There is no more bitter dispute in the field of mental health than that
about 'false' memories. What intensifies the bitterness is that at its core
is the stomach-churning issue of child sexual abuse. Those whose memories
are challenged include many patients alleging serious sexual abuse at the
hands of parents, siblings and guardians. Those challenging retrieved
memories of abuse include parents and relatives accused of CSA, some
innocent, some almost certainly guilty. There are those who insist that
some traumatic experiences are so psychologically destructive that the
sufferer, consciously or not, 'represses' them and lives a life seemingly
indifferent to them unless, usually with the help of a sympathetic
therapist, the memories are unearthed. Others argue with equal vehemence
that there is no such thing as 'repressed' memory, that it is yet another
spurious Freudian dogma, and that therapists use questionable methods of
interrogation to suggest and insert false memories that are the allegedly
buried ones. At the heart of the controversy is a scientific question can
the mind completely and involuntarily pack in the unconscious memories of
repeated traumatic events and recover them with accuracy and in detail many
years later? A formidable protagonist in this battle is Frederick Crews, an
emeritus professor not of psychology or psychiatry, but of English. In
common with many literary academics in the postwar years, Crews was, as he
describes himself, 'a one-time Freudian' who has since seen the light. In
1993, he published an article, 'The Unknown Freud', in the New York Review
of Books, in which he argued that the founder of psychoanalysis was 'a
saturnine self-dramatiser' who showed a cavalier disdain for facts,
invariably preferred an arcane explanation to an obvious one, brazenly
interfered with the marriage of a patient in order to get his hands on an
heiress's money, doctored his data and manipulated his clients, and who, in
the words of an American psychoanalyst trained by Freud, 'would wait until
he found an association that would fit his scheme of interpretation and
pick it up like a detective at a line-up who waits until he sees his man'.
In that same article, Crews studied several Freudian case histories, and
concluded that Freud did not elicit repressed memories from his patients,
but constructed them and proceeded to create a therapeutic arrangement in
which these 'repressed' memories were uncovered. 

As Allen Esterson reminds us, in his powerful book Seductive Mirage, the
controversy over Freud's seduction theory has tended to focus on whether
the accusatory tales of childhood sexual abuse recounted by his patients
were believable. Jeffrey Masson held that the stories were true and that
Freud showed a failure of nerve in renouncing them. Peter Gay asserts that
the stories were false and that Freud had been taken in by his own
patients. But, argued Crews, drawing heavily on Esterson, both parties have
missed the point.

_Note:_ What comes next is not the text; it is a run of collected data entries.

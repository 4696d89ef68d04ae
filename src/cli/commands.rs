//! Command implementations for the pricefeed processor CLI

use crate::app::adapters::exchange::{NbuRateClient, RateProvider};
use crate::app::adapters::fetch::LocalFetcher;
use crate::app::services::pipeline::{FeedInput, Pipeline};
use crate::app::services::publisher::{Catalog, FsObjectStore, Publisher};
use crate::cli::args::{Args, Commands, ProcessArgs, RateArgs, SearchArgs};
use crate::config::{ProfilesConfig, RateParams, SuppliersConfig};
use crate::{Error, Result};
use std::collections::HashMap;
use std::sync::Arc;
use std::time::Instant;
use tracing::{debug, info};

/// Main command dispatcher
pub async fn run(args: Args) -> Result<()> {
    match args.command {
        Some(Commands::Process(args)) => run_process(args).await,
        Some(Commands::Rate(args)) => run_rate(args).await,
        Some(Commands::Search(args)) => run_search(args),
        None => unreachable!("main prints help when no command is given"),
    }
}

fn setup_logging(level: &str) {
    let filter = tracing_subscriber::EnvFilter::try_from_default_env()
        .unwrap_or_else(|_| tracing_subscriber::EnvFilter::new(level));
    // Ignore the error if a subscriber is already installed
    let _ = tracing_subscriber::fmt()
        .with_env_filter(filter)
        .with_target(false)
        .try_init();
}

async fn run_process(args: ProcessArgs) -> Result<()> {
    setup_logging(args.get_log_level());
    args.validate()?;

    let start = Instant::now();
    info!(supplier = args.supplier, "starting pricefeed run");
    debug!(?args, "process arguments");

    let suppliers = SuppliersConfig::load(&args.config_dir.join("suppliers.toml"))?;
    let profiles = ProfilesConfig::load(&args.config_dir.join("profiles.toml"))?;

    let temp_dir = args.resolved_temp_dir();
    let mut store = FsObjectStore::new(&args.store_root);
    if let Some(base) = &args.public_base {
        store = store.with_public_base(base);
    }
    let mut publisher = Publisher::new(Arc::new(store), args.catalog_db.clone(), &temp_dir);
    if let Some(keep_last) = args.keep_last {
        publisher = publisher.with_keep_last(keep_last);
    }

    let pipeline = Pipeline::new(
        suppliers,
        profiles,
        Arc::new(LocalFetcher::new(&temp_dir)),
        Arc::new(NbuRateClient::new()),
        publisher,
    );

    let input = match &args.input {
        Some(resource) => FeedInput::Single(resource.clone()),
        None => FeedInput::Named(
            args.files
                .iter()
                .map(|f| (f.key.clone(), f.path.clone()))
                .collect::<HashMap<_, _>>(),
        ),
    };

    let artifacts = pipeline
        .process(
            &args.supplier,
            &input,
            args.supplier_id,
            args.profile.as_deref(),
        )
        .await?;

    println!(
        "Published {} artifact(s) for {} in {:.1}s",
        artifacts.len(),
        args.supplier,
        start.elapsed().as_secs_f64()
    );
    for artifact in &artifacts {
        println!(
            "  {:<12} x{:<5} {:<4} {}",
            artifact.profile, artifact.factor, artifact.currency, artifact.url
        );
    }
    Ok(())
}

async fn run_rate(args: RateArgs) -> Result<()> {
    setup_logging("warn");

    let params = RateParams {
        add_uah: args.add_uah,
        min_rate: args.min_rate,
        fallback: args.fallback,
    };
    let rate = NbuRateClient::new().eur_to_uah(&params).await;
    println!("{rate:.2}");
    Ok(())
}

fn run_search(args: SearchArgs) -> Result<()> {
    setup_logging("warn");

    // Opening would create an empty database at a mistyped path and report
    // "no matches" instead of the actual mistake
    if !args.catalog_db.is_file() {
        return Err(Error::configuration(format!(
            "catalog database does not exist: {}",
            args.catalog_db.display()
        )));
    }

    let catalog = Catalog::open(&args.catalog_db)?;
    let rows = catalog.search(&args.query, args.limit)?;
    if rows.is_empty() {
        println!("No matches for '{}'", args.query);
        return Ok(());
    }

    for row in rows {
        println!(
            "{:>4}  {:<20} {:<15} {:<40} {:>6}  {:>10.2}",
            row.supplier_id, row.code, row.brand, row.name, row.stock, row.price
        );
    }
    Ok(())
}

#[cfg(test)]
mod tests {
    use super::*;
    use tempfile::TempDir;

    #[test]
    fn search_against_a_missing_catalog_is_a_configuration_error() {
        let dir = TempDir::new().unwrap();
        let missing = dir.path().join("typo.db");

        let err = run_search(SearchArgs {
            query: "OF935".to_string(),
            catalog_db: missing.clone(),
            limit: 20,
        })
        .unwrap_err();

        assert!(matches!(err, Error::Configuration { .. }));
        // The mistyped path must not have been created as an empty database
        assert!(!missing.exists());
    }

    #[test]
    fn search_works_against_an_existing_catalog_file() {
        let dir = TempDir::new().unwrap();
        let db = dir.path().join("catalog.db");
        // Initialize the schema the way publication would
        drop(Catalog::open(&db).unwrap());

        let result = run_search(SearchArgs {
            query: "OF935".to_string(),
            catalog_db: db,
            limit: 20,
        });
        assert!(result.is_ok());
    }
}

The question is not whether the stories are true but,
rather, what stories. 

Freud asserted that 'almost all my women patients told me they had been
seduced by their father'. He later decided such revelations were fantasies.
His papers, however, revealed that before they came to analysis, these
women knew nothing about such events until he suggested them. Freud
described how he did it: 'Only the strongest compulsion of the treatment
can induce them to embark on a reproduction of them.' Then, as Esterson
describes it: 'Having decided that his own constructions (about childhood
sexual abuse) are untrue, he concludes that they are not genuine
occurrences, but fantasies of his patients.' Crews concludes that the
coercive tactics by which Freud tried to win his patients' agreement to his
own theory-driven surmises about their histories 'rendered him chief
begetter of contemporary 'false memory syndrome'.' The essay, 'The Unknown
Freud', together with the follow-up 'The Revenge of the Repressed', which
also appeared in the New York Review of Books, are both contained in this
book, and alone would make it worth a read. But what makes the book
mandatory for anyone interested not just in the brutal skirmish over
repressed memory but in the wider war over the status of psychoanalysis is
that Crews has included substantial excerpts from one of the largest
postbags of correspondence that any article in that literary journal has
provoked. His assaults on psychoanalysis and its founder stirred passionate
controversy. Here, luminaries of the psychoanalytic world lock horns with
Crews, challenging his dismissal of the therapeutic bankruptcy of
psychoanalysis and contesting his allegations of dishonesty against Freud. 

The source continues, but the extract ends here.